The escalation of decision-making to the National Command Authority (NCA) represented an appropriate shift in light of the potential of the situation to expand into a major confrontation with the PRC. Many authors have criticized the Johnson Administration generally for its micromanagement of the war and specifically for restrictions placed on the application of force.

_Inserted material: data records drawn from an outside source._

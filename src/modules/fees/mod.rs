pub mod controller;
pub mod model;
pub mod router;
pub mod service;
pub mod sweeps;

pub use model::*;
pub use router::init_fees_router;
pub mod controller;
pub mod model;
pub mod router;
pub mod service;

pub use model::*;
pub use router::init_grades_router;
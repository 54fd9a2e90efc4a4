use schoolbase_core::AppError;
use thiserror::Error;

use crate::roles::Role;

/// Authorization failures raised by the role and scope checks.
#[derive(Debug, Error, PartialEq, Eq)]
pub enum AuthzError {
    #[error("Unknown role: {0}")]
    UnknownRole(String),

    #[error("Insufficient role")]
    Forbidden { required: Vec<Role> },

    #[error("{role} may only manage {gender} students")]
    GenderScope { role: Role, gender: &'static str },

    #[error("Student link not configured")]
    MissingStudentLink,

    #[error("Invalid gender: {0}")]
    InvalidGender(String),
}

impl AuthzError {
    /// Maps onto the HTTP error taxonomy. Unknown roles are caller input errors.
    pub fn into_app_error(self) -> AppError {
        match self {
            AuthzError::UnknownRole(_) | AuthzError::InvalidGender(_) => {
                AppError::unprocessable(anyhow::anyhow!(self.to_string()))
            }
            _ => AppError::forbidden(self.to_string()),
        }
    }
}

Although this criticism is often justified, the NCA has the authority and duty to alter rules of engagement (ROE) to the circumstances to best reflect the broad interests of the United States.

President Johnson entered the developing situation off Hainan Island because he judged it might expand into a conflict with the PRC.  If war grew to involve the PRC, the broader interests of the United States would potentially be adversely affected: hence, the Presidential decision was consistent with the broader interests of the United States.



[1] Department of Defense, POW/MIA Fact Book, Washington, DC: DoD, July, 1990. According to the Fact Book, 2,302 Americans are still unaccounted for as a result of US involvement in Southeast Asia.  Following Operation Homecoming in 1973, 1,259 men were officially listed as POW or MIA and 1,124 as KIA/body not recovered.  All the services reviewed each of the cases in the early 1980s, resulting in a presumptive finding of death in each case but one.  That individual is listed as a prisoner of war for symbolic reasons.
[2] John B. Nichols and Barrett Tillman, On Yankee Station (New York: Bantam Books, 1987), 21. This opinion was also expressed in newspaper articles and by the family of LTjg Dunn after the incident.